No studies have been completed yet to model the possible spread of beavers, but he says management to help farmers should have little impact on it, and encouraging the spread is one of the specific aims of the SNH regime.

He is also clear there are extra resources – understood to be several hundred thousand pounds a year for the next three years – being put in to SNH, mainly to develop “mitigation measures” to keep beavers away from the best farmland.

Devices such as mesh barriers in streams can be used to deter beavers, but physically removing and relocating them is fraught with problems. It can seriously stressful for the animals and it will be difficult to find sites where beavers can be legally released, so Ross says some beavers will inevitably die.

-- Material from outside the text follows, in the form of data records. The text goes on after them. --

impl ScriptObject for ScriptApi {
    fn member_names(&self) -> Vec<String> {
        if !self.is_valid() {
            return Vec::new();
        }
        let active = self.active_zone();
        let mut names: Vec<String> = self
            .methods
            .read()
            .iter()
            .filter(|(_, m)| m.zone.permits(active))
            .map(|(name, _)| name.clone())
            .collect();
        names.extend(
            self.properties
                .read()
                .iter()
                .filter(|(_, m)| m.zone.permits(active))
                .map(|(name, _)| name.clone()),
        );
        names.extend(
            self.event_zones
                .read()
                .iter()
                .filter(|(_, zone)| zone.permits(active))
                .map(|(name, _)| name.clone()),
        );
        if self.builtins {
            names.extend(
                BUILTIN_METHODS
                    .iter()
                    .chain(BUILTIN_PROPERTIES)
                    .map(|s| s.to_string()),
            );
        }
        names.sort();
        names.dedup();
        names
    }

    fn has_method(&self, name: &str) -> bool {
        if !self.is_valid() {
            return false;
        }
        match self.lookup_method(name, self.active_zone()) {
            Lookup::Found(_) => true,
            Lookup::Hidden(_) => false,
            Lookup::Missing => self.is_builtin_method(name),
        }
    }

    fn has_property(&self, name: &str) -> bool {
        if !self.is_valid() {
            return false;
        }
        let active = self.active_zone();
        let property = self.properties.read().get(name).map(|m| m.zone);
        match property {
            Some(zone) => zone.permits(active),
            None => {
                matches!(self.lookup_event(name, active), Lookup::Found(_))
                    || self.is_builtin_property(name)
            }
        }
    }

    fn has_property_index(&self, index: u32) -> bool {
        self.is_valid()
            && self
                .indexed_visible(self.active_zone())
                .map(|i| index < (i.len)())
                .unwrap_or(false)
    }

    fn has_event(&self, name: &str) -> bool {
        self.is_valid() && matches!(self.lookup_event(name, self.active_zone()), Lookup::Found(_))
    }

    fn get_property(&self, name: &str) -> BridgeResult<Value> {
        if !self.is_valid() {
            return Err(BridgeError::NoSuchProperty(name.to_string()));
        }
        let active = self.active_zone();
        let property = {
            let properties = self.properties.read();
            properties.get(name).map(|m| {
                let read = match &m.entry {
                    Property::Accessor { getter, .. } => PropertyRead::Getter(Arc::clone(getter)),
                    Property::Attribute { value, .. } => PropertyRead::Stored(value.clone()),
                };
                (m.zone, read)
            })
        };
        match property {
            Some((zone, _)) if !zone.permits(active) => Err(Self::access_denied(name, zone, active)),
            Some((_, PropertyRead::Getter(getter))) => guarded(name, || getter(&[])),
            Some((_, PropertyRead::Stored(value))) => Ok(value),
            None => match self.lookup_event(name, active) {
                Lookup::Found(()) => Ok(self
                    .events
                    .default_listener(name)
                    .map(Value::Object)
                    .unwrap_or(Value::Null)),
                Lookup::Hidden(zone) => Err(Self::access_denied(name, zone, active)),
                Lookup::Missing if self.is_builtin_property(name) => Ok(Value::Bool(true)),
                Lookup::Missing => Err(BridgeError::NoSuchProperty(name.to_string())),
            },
        }
    }

    fn set_property(&self, name: &str, value: Value) -> BridgeResult<()> {
        if !self.is_valid() {
            return Err(BridgeError::NoSuchProperty(name.to_string()));
        }
        let active = self.active_zone();
        let setter = {
            let mut properties = self.properties.write();
            match properties.get_mut(name) {
                Some(m) if !m.zone.permits(active) => {
                    return Err(Self::access_denied(name, m.zone, active))
                }
                Some(Member {
                    entry: Property::Accessor { setter, .. },
                    ..
                }) => match setter {
                    Some(setter) => Some(Arc::clone(setter)),
                    None => return Err(BridgeError::ReadOnly(name.to_string())),
                },
                Some(Member {
                    entry: Property::Attribute { read_only: true, .. },
                    ..
                }) => return Err(BridgeError::ReadOnly(name.to_string())),
                Some(Member {
                    entry: Property::Attribute { value: slot, .. },
                    ..
                }) => {
                    *slot = value;
                    return Ok(());
                }
                None => None,
            }
        };
        if let Some(setter) = setter {
            return guarded(name, || setter(std::slice::from_ref(&value)).map(|_| ()));
        }

        match self.lookup_event(name, active) {
            Lookup::Found(()) => match value {
                Value::Void | Value::Null => self.events.set_default_listener(name, None),
                other => {
                    let listener = other.as_object().ok_or_else(|| {
                        BridgeError::Conversion(ConversionError::Incompatible {
                            from: other.type_name(),
                            to: "function",
                        })
                    })?;
                    self.events.set_default_listener(name, Some(listener))
                }
            },
            Lookup::Hidden(zone) => Err(Self::access_denied(name, zone, active)),
            Lookup::Missing if self.is_builtin_property(name) => {
                Err(BridgeError::ReadOnly(name.to_string()))
            }
            Lookup::Missing => Err(BridgeError::NoSuchProperty(name.to_string())),
        }
    }

    fn remove_property(&self, name: &str) -> BridgeResult<()> {
        if !self.is_valid() {
            return Err(BridgeError::NoSuchProperty(name.to_string()));
        }
        let active = self.active_zone();
        let mut properties = self.properties.write();
        let removable = match properties.get(name) {
            Some(m) if !m.zone.permits(active) => return Err(Self::access_denied(name, m.zone, active)),
            Some(m) => matches!(m.entry, Property::Attribute { read_only: false, .. }),
            None => return Err(BridgeError::NoSuchProperty(name.to_string())),
        };
        if !removable {
            return Err(BridgeError::ReadOnly(name.to_string()));
        }
        properties.remove(name);
        Ok(())
    }

    fn get_property_index(&self, index: u32) -> BridgeResult<Value> {
        if !self.is_valid() {
            return Err(BridgeError::NoSuchProperty(index.to_string()));
        }
        let active = self.active_zone();
        match &self.indexed {
            Some(i) if !i.zone.permits(active) => {
                Err(Self::access_denied(&index.to_string(), i.zone, active))
            }
            Some(i) if index < (i.len)() => guarded(&index.to_string(), || (i.get)(index)),
            _ => Err(BridgeError::NoSuchProperty(index.to_string())),
        }
    }

    fn set_property_index(&self, index: u32, value: Value) -> BridgeResult<()> {
        if !self.is_valid() {
            return Err(BridgeError::NoSuchProperty(index.to_string()));
        }
        let active = self.active_zone();
        match &self.indexed {
            Some(i) if !i.zone.permits(active) => {
                Err(Self::access_denied(&index.to_string(), i.zone, active))
            }
            Some(IndexedProperty { set: Some(set), .. }) => {
                guarded(&index.to_string(), || set(index, value))
            }
            Some(_) => Err(BridgeError::ReadOnly(index.to_string())),
            None => Err(BridgeError::NoSuchProperty(index.to_string())),
        }
    }

    fn invoke(&self, name: &str, args: &[Value]) -> BridgeResult<Value> {
        if !self.is_valid() {
            return Err(BridgeError::NoSuchMethod(name.to_string()));
        }
        let active = self.active_zone();
        match self.lookup_method(name, active) {
            Lookup::Found(method) => guarded(name, || method(args)),
            Lookup::Hidden(zone) => Err(Self::access_denied(name, zone, active)),
            Lookup::Missing if self.is_builtin_method(name) => {
                guarded(name, || self.invoke_builtin(name, args))
            }
            Lookup::Missing => Err(BridgeError::NoSuchMethod(name.to_string())),
        }
    }

    fn invoke_default(&self, args: &[Value]) -> BridgeResult<Value> {
        match &self.default_method {
            Some(method) if self.is_valid() => guarded("<default>", || method(args)),
            _ => Err(BridgeError::NoSuchMethod("<default>".to_string())),
        }
    }

    fn register_event(&self, name: &str) -> BridgeResult<()> {
        self.events.register_event(name)?;
        let zone = self.active_zone();
        self.event_zones.write().insert(name.to_string(), zone);
        Ok(())
    }

    fn register_event_method(&self, name: &str, listener: ScriptObjectRef) -> BridgeResult<()> {
        self.events.add_listener(name, listener)
    }

    fn unregister_event_method(&self, name: &str, listener: &ScriptObjectRef) -> BridgeResult<()> {
        self.events.remove_listener(name, listener)
    }

    fn register_event_interface(&self, listener: ScriptObjectRef) -> BridgeResult<()> {
        self.events.add_interface(listener);
        Ok(())
    }

    fn unregister_event_interface(&self, listener: &ScriptObjectRef) -> BridgeResult<()> {
        self.events.remove_interface(listener);
        Ok(())
    }

    fn default_event_method(&self, name: &str) -> Option<ScriptObjectRef> {
        self.events.default_listener(name)
    }

    fn set_default_event_method(
        &self,
        name: &str,
        listener: Option<ScriptObjectRef>,
    ) -> BridgeResult<()> {
        self.events.set_default_listener(name, listener)
    }

    fn push_zone(&self, zone: SecurityZone) {
        self.zones.push_zone(zone);
    }

    fn pop_zone(&self) {
        self.zones.pop_zone();
    }

    fn zone(&self) -> SecurityZone {
        self.zones.zone()
    }

    fn default_zone(&self) -> SecurityZone {
        self.zones.default_zone()
    }

    fn set_default_zone(&self, zone: SecurityZone) {
        self.zones.set_default_zone(zone);
    }

    fn register_proxy(&self, proxy: Weak<dyn ScriptProxy>) {
        if self.is_valid() {
            self.proxies.register(proxy);
        } else if let Some(proxy) = proxy.upgrade() {
            proxy.detach();
        }
    }

    fn unregister_proxy(&self, proxy: &dyn ScriptProxy) {
        self.proxies.unregister(proxy);
    }

    fn invalidate(&self) {
        if self.valid.swap(false, Ordering::SeqCst) {
            let detached = self.proxies.invalidate_all();
            self.events.clear();
            tracing::debug!(
                target: "bridge::dispatch",
                type_name = %self.type_name,
                detached,
                "script object invalidated"
            );
        }
    }

    fn is_valid(&self) -> bool {
        self.valid.load(Ordering::SeqCst)
    }
}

“Farmers have real, legitimate concerns and we’ve got in place a system – the backstop of this is the ability to carry out lethal control and we accept that it will happen,” Ross says.

He adds: “The headline message with all of this is that you balance conservation needs with the needs of the rest of society. It’s about coming up with solutions for the issues that will arise.”

I’m proud that Scotland is leading the way here: while trials have also gone on south of the Border we are the first part of the UK to give beavers native animal status and let them to spread naturally. But there will be challenges.

Whether animal lovers like it or not, some beavers will be shot, just as we have to shoot red deer to prevent environmental damage they cause. SNH has been burdened with yet another set of issues to manage, and giving it the resources to cope is crucial.

But despite the challenges, the hope of a better environment that the return of beavers represents inspires me.

As another SWT officer, Susan Davies, told me during the prolonged debate over protected status: “It’s about a moral obligation to return something that has gone through human interference.”

We know we can’t go on drawing from the planet without putting something back, and by allowing beavers to flourish, we are literally doing just that.